Over the past few weeks, the Food and Allied Workers Union (Fawu) has been driving home a message of impending doom, predicting a “bloodbath” of lost jobs if the government does not step in quickly to protect the industry from dumping by overseas exporters to South Africa.
Choosing his words carefully, Strachan acknowledged trade measures were required to protect the poultry industry, particularly from job losses, plant closures and unfair competition.
But he also told parliamentarians that the DTI believed the poultry industry was competitive, although South Africa’s ability to produce mechanically deboned meat was limited.
The South African Poultry Association, through its chief executive Kevin Lovell, spoke of 6 000 jobs lost in the past year because of dumping by overseas competitors, and of chicken imports as being destructive to job creation.
But Donald Mackay of the Association of Meat Importers of South Africa took another tack. “We don’t agree there is a problem,” he said, adding that if South Africa wanted to be competitive, it needed to double its exports.
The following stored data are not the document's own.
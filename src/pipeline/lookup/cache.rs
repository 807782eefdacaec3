//! Single-flight, positive-only cache in front of the provider chain.
//!
//! Per key the state moves `absent -> pending -> resolved` for non-empty
//! results, or back to `absent` when the chain found nothing. Empty results
//! are never stored, so an unresolvable key goes back to the network on the
//! next request.
//!
//! Cache entries and pending markers share one mutex. The
//! "check cache, check pending, register pending" sequence runs inside a
//! single critical section with no await in it, which keeps the
//! at-most-one-initiator guarantee exact on a multi-threaded runtime.

use futures::FutureExt;
use std::collections::HashMap;
use std::panic::AssertUnwindSafe;
use std::sync::atomic::{AtomicU64, Ordering};
use std::sync::{Mutex, MutexGuard};
use tokio::sync::watch;
use tracing::{debug, error};

use super::provider_chain::ProviderChain;
use super::rate_limiter::RateLimiter;
use crate::domain::{LookupKey, LookupResult};
use crate::observability::metrics;

type Outcome = Option<LookupResult>;

#[derive(Default)]
struct CacheState {
    entries: HashMap<LookupKey, LookupResult>,
    pending: HashMap<LookupKey, watch::Receiver<Outcome>>,
}

/// Counters describing how lookups were served
#[derive(Debug, Default)]
pub struct CacheStats {
    hits: AtomicU64,
    coalesced: AtomicU64,
    upstream: AtomicU64,
}

#[derive(Debug, Clone, Copy, PartialEq, Eq, Default)]
pub struct CacheStatsSnapshot {
    /// Served straight from a cache entry
    pub hits: u64,
    /// Served by awaiting another caller's in-flight lookup
    pub coalesced: u64,
    /// Provider chain invocations started
    pub upstream: u64,
}

enum Role {
    Hit(LookupResult),
    Waiter(watch::Receiver<Outcome>),
    Initiator(watch::Sender<Outcome>),
}

pub struct LookupCache {
    chain: ProviderChain,
    limiter: RateLimiter,
    state: Mutex<CacheState>,
    stats: CacheStats,
}

impl LookupCache {
    pub fn new(chain: ProviderChain, limiter: RateLimiter) -> Self {
        Self {
            chain,
            limiter,
            state: Mutex::new(CacheState::default()),
            stats: CacheStats::default(),
        }
    }

    /// Resolve `key`, serving from cache, joining an in-flight lookup, or starting one.
    pub async fn resolve(&self, key: &LookupKey) -> LookupResult {
        match self.claim(key) {
            Role::Hit(result) => {
                self.stats.hits.fetch_add(1, Ordering::Relaxed);
                metrics::lookup::cache_hit();
                debug!(%key, "lookup cache hit");
                result
            }
            Role::Waiter(rx) => {
                self.stats.coalesced.fetch_add(1, Ordering::Relaxed);
                metrics::lookup::coalesced_wait();
                debug!(%key, "joining in-flight lookup");
                wait_for_outcome(rx).await
            }
            Role::Initiator(tx) => self.initiate(key, tx).await,
        }
    }

    /// Cached value for `key`, without triggering a lookup
    pub fn cached(&self, key: &LookupKey) -> Option<LookupResult> {
        self.lock_state().entries.get(key).cloned()
    }

    pub fn len(&self) -> usize {
        self.lock_state().entries.len()
    }

    pub fn is_empty(&self) -> bool {
        self.len() == 0
    }

    /// Number of keys with a lookup currently in flight
    pub fn in_flight(&self) -> usize {
        self.lock_state().pending.len()
    }

    /// Drop all cached entries. In-flight lookups are left alone.
    pub fn clear(&self) {
        self.lock_state().entries.clear();
    }

    pub fn stats(&self) -> CacheStatsSnapshot {
        CacheStatsSnapshot {
            hits: self.stats.hits.load(Ordering::Relaxed),
            coalesced: self.stats.coalesced.load(Ordering::Relaxed),
            upstream: self.stats.upstream.load(Ordering::Relaxed),
        }
    }

    fn lock_state(&self) -> MutexGuard<'_, CacheState> {
        self.state.lock().unwrap_or_else(|poisoned| poisoned.into_inner())
    }

    // Atomic get-or-create on the pending table. Must not await.
    fn claim(&self, key: &LookupKey) -> Role {
        let mut state = self.lock_state();
        if let Some(hit) = state.entries.get(key) {
            return Role::Hit(hit.clone());
        }
        if let Some(rx) = state.pending.get(key) {
            return Role::Waiter(rx.clone());
        }
        let (tx, rx) = watch::channel(None);
        state.pending.insert(key.clone(), rx);
        Role::Initiator(tx)
    }

    async fn initiate(&self, key: &LookupKey, tx: watch::Sender<Outcome>) -> LookupResult {
        let guard = PendingGuard {
            cache: self,
            key,
            tx: Some(tx),
        };

        self.stats.upstream.fetch_add(1, Ordering::Relaxed);
        metrics::lookup::upstream_call();

        let result = {
            let _permit = self.limiter.acquire().await;
            match AssertUnwindSafe(self.chain.resolve(key)).catch_unwind().await {
                Ok(result) => result,
                Err(_) => {
                    error!(%key, "provider chain panicked; resolving as empty");
                    LookupResult::empty()
                }
            }
        };

        guard.complete(result.clone());
        result
    }

    fn settle(&self, key: &LookupKey, tx: &watch::Sender<Outcome>, result: LookupResult) {
        {
            let mut state = self.lock_state();
            if !result.is_empty() {
                state.entries.insert(key.clone(), result.clone());
            }
            state.pending.remove(key);
        }
        tx.send_replace(Some(result));
    }
}

async fn wait_for_outcome(mut rx: watch::Receiver<Outcome>) -> LookupResult {
    let outcome = match rx.wait_for(Option::is_some).await {
        Ok(outcome) => outcome.clone(),
        // Sender gone without publishing
        Err(_) => None,
    };
    outcome.unwrap_or_default()
}

/// Owns the initiator's side of a pending lookup.
///
/// Whatever happens to the initiating future (completion, panic, being
/// dropped mid-await) the pending marker is removed and waiters get at
/// least an empty outcome.
struct PendingGuard<'a> {
    cache: &'a LookupCache,
    key: &'a LookupKey,
    tx: Option<watch::Sender<Outcome>>,
}

impl PendingGuard<'_> {
    fn complete(mut self, result: LookupResult) {
        if let Some(tx) = self.tx.take() {
            self.cache.settle(self.key, &tx, result);
        }
    }
}

impl Drop for PendingGuard<'_> {
    fn drop(&mut self) {
        if let Some(tx) = self.tx.take() {
            error!(key = %self.key, "lookup abandoned before completion; releasing waiters");
            self.cache.settle(self.key, &tx, LookupResult::empty());
        }
    }
}
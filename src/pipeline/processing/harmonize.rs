use crate::app::ports::Harmonizer;
use crate::domain::{Harmonization, Record};

/// Harmonization placeholder: emits the envelope with no code or unit mappings
#[derive(Debug, Clone, Default)]
pub struct PassthroughHarmonizer;

impl Harmonizer for PassthroughHarmonizer {
    fn harmonize(&self, _golden: Option<&Record>) -> Harmonization {
        Harmonization::default()
    }
}
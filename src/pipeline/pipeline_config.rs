use anyhow::Result;
use serde::{Deserialize, Serialize};
use std::collections::HashSet;

use crate::common::constants::{
    STAGE_ADDRESS, STAGE_ENRICH, STAGE_GOLDEN, STAGE_HARMONIZE, STAGE_MATCH, STAGE_NORMALIZE, STAGE_POSTAL,
};
use crate::domain::Operation;

/// Stages the coordinator knows how to run, in execution order
#[derive(Debug, Clone, Copy, PartialEq, Eq, Hash, Serialize, Deserialize)]
pub enum StageConfig {
    Postal,
    Normalize,
    Address,
    Match,
    Golden,
    Harmonize,
    Enrich,
}

/// The stages selected for one batch
#[derive(Debug, Clone, PartialEq, Serialize, Deserialize)]
pub struct PipelinePlan {
    pub stages: Vec<StageConfig>,
}

impl PipelinePlan {
    /// Pick stages from the requested operations.
    ///
    /// Normalization, address parsing, duplicate scoring and harmonization
    /// always run. The golden record needs `consolidate` or `dedupe`,
    /// enrichment needs `enrich`, and the postal stage runs only when a
    /// lookup cache is wired in.
    pub fn for_operations(operations: &[Operation], postal_lookup: bool) -> Self {
        let wants = |op: Operation| operations.contains(&op);
        let mut stages = Vec::with_capacity(7);
        if postal_lookup {
            stages.push(StageConfig::Postal);
        }
        stages.extend([StageConfig::Normalize, StageConfig::Address, StageConfig::Match]);
        if wants(Operation::Consolidate) || wants(Operation::Dedupe) {
            stages.push(StageConfig::Golden);
        }
        stages.push(StageConfig::Harmonize);
        if wants(Operation::Enrich) {
            stages.push(StageConfig::Enrich);
        }
        Self { stages }
    }

    pub fn includes(&self, stage: StageConfig) -> bool {
        self.stages.contains(&stage)
    }

    pub fn stage_names(&self) -> Vec<&'static str> {
        self.stages.iter().map(StageConfig::step_name).collect()
    }

    /// Validate stage ordering against declared dependencies
    pub fn validate(&self) -> Result<()> {
        if self.stages.is_empty() {
            return Err(anyhow::anyhow!("Pipeline must have at least one stage"));
        }

        let mut seen = HashSet::new();
        for stage in &self.stages {
            for dep in stage.dependencies() {
                if !seen.contains(dep) {
                    return Err(anyhow::anyhow!(
                        "Stage '{}' depends on '{}' which does not run before it",
                        stage.step_name(),
                        dep
                    ));
                }
            }
            if !seen.insert(stage.step_name()) {
                return Err(anyhow::anyhow!("Stage '{}' appears twice", stage.step_name()));
            }
        }
        Ok(())
    }
}

impl StageConfig {
    pub fn step_name(&self) -> &'static str {
        match self {
            StageConfig::Postal => STAGE_POSTAL,
            StageConfig::Normalize => STAGE_NORMALIZE,
            StageConfig::Address => STAGE_ADDRESS,
            StageConfig::Match => STAGE_MATCH,
            StageConfig::Golden => STAGE_GOLDEN,
            StageConfig::Harmonize => STAGE_HARMONIZE,
            StageConfig::Enrich => STAGE_ENRICH,
        }
    }

    pub fn dependencies(&self) -> Vec<&'static str> {
        match self {
            StageConfig::Postal | StageConfig::Normalize => vec![],
            StageConfig::Address | StageConfig::Match | StageConfig::Golden | StageConfig::Enrich => {
                vec![STAGE_NORMALIZE]
            }
            StageConfig::Harmonize => vec![],
        }
    }

    /// I/O-bound stages go through the stage executor; the rest run once over the batch
    pub fn is_io_bound(&self) -> bool {
        matches!(self, StageConfig::Postal | StageConfig::Normalize | StageConfig::Address)
    }
}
Still, whatever is to blame for the malaise in the industry, the prediction that 130 000 jobs could be lost cannot be ignored. It is a figure that is frighteningly high. We cannot afford to have ultimately pointless arguments about who is to blame for the current state of affairs.
We realise that there is lot of hypocrisy in international trade, with big countries dumping their products in the markets of smaller trading partners while adopting protectionist policies for their own producers.
Our government must do all it can to protect the jobs of South Africans – even if it means taking a fresh look at the tariffs on imported goods such as poultry.